Rupi Kaur: she seems an easy and lazy target for literary archers. I don’t care for the lyrically uncomplicated statements of her poems, but she might have allowed more young readers into literature than most of us combined. Maybe?

Monday, March 27, 2023

12 or 20 (second series) questions with Kim Chinquee

Kim Chinquee grew up on a dairy farm in Wisconsin, served in the medical field in the Air Force, and is often referred to as the “queen” of flash fiction. She’s published hundreds of pieces of fiction and nonfiction in journals and magazines including The Nation, Ploughshares, NOON, Storyquarterly, Denver Quarterly, Fiction, Story, Notre Dame Review, Conjunctions, and others. She is the recipient of three Pushcart Prizes and a Henfield Prize. She is Senior Editor of New World Writing Quarterly, Chief Editor of Elm Leaves Journal (ELJ) and co-director of SUNY—Buffalo State University’s Writing Major. She’s the author of eight books, most recently (her debut novel) Pipette.

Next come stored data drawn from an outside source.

//! Role metadata and membership tables.

use crate::state::journal::JournaledMap;
use crate::state::records::{Access, RoleConfig};
use gatehouse_abi::{Address, RoleId};

/// Role configuration and the `(role, account)` membership table.
///
/// `PUBLIC` is never stored here; its membership is synthesized by the authority.
#[derive(Default)]
pub struct RoleManager {
    configs: JournaledMap<RoleId, RoleConfig>,
    members: JournaledMap<(RoleId, Address), Access>,
}

impl RoleManager {
    /// Configuration for `role`; unconfigured roles are administered and
    /// guarded by `ADMIN` with no grant delay.
    pub fn config(&self, role: RoleId) -> RoleConfig {
        self.configs.get(&role).unwrap_or_default()
    }

    pub fn update_config<R>(&self, role: RoleId, f: impl FnOnce(&mut RoleConfig) -> R) -> R {
        self.configs.update(role, f)
    }

    pub fn access(&self, role: RoleId, account: Address) -> Option<Access> {
        self.members.get(&(role, account))
    }

    pub fn set_access(&self, role: RoleId, account: Address, access: Access) {
        self.members.insert((role, account), access);
    }

    pub fn remove_access(&self, role: RoleId, account: Address) -> Option<Access> {
        self.members.remove(&(role, account))
    }

    pub(crate) fn checkpoint(&self) -> [usize; 2] {
        [self.configs.checkpoint(), self.members.checkpoint()]
    }

    pub(crate) fn revert_to(&self, cp: [usize; 2]) {
        self.members.revert_to(cp[1]);
        self.configs.revert_to(cp[0]);
    }

    pub(crate) fn commit(&self) {
        self.configs.commit();
        self.members.commit();
    }
}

1 - How did your first book change your life? How does your most recent work compare to your previous? How does it feel different?
My first book, Oh Baby, published in 2008, taught me a lot about the process of book publishing. It also taught me that I can write a book! It made me feel more like an actual writer, too. Pipette, my most recent work is a novel, whereas Oh Baby seemed more like stories with some recurring themes. They are both told in the flash fiction form, though I believe Pipette's chapters are a bit more fleshed out.

2 - How did you come to fiction first, as opposed to, say, poetry or non-fiction?
I took a fiction writing class in college before taking any poetry or nonfiction classes, and I just fell in love with the genre. I still do enjoy writing poetry and nonfiction, yet I prefer the craft of fiction, and making things up, and seeing how a story can change by just adding/changing a character, a place, or event.
 
3 - How long does it take to start any particular writing project? Does your writing initially come quickly, or is it a slow process? Do first drafts appear looking close to their final shape, or does your work come out of copious notes?
I guess it varies. Though it's usually a slow process. I tend to write using prompt words and exercises, and sometimes craft various pieces together and write a short series of pieces and string them together and then reshape. First drafts rarely look close to their final shapes.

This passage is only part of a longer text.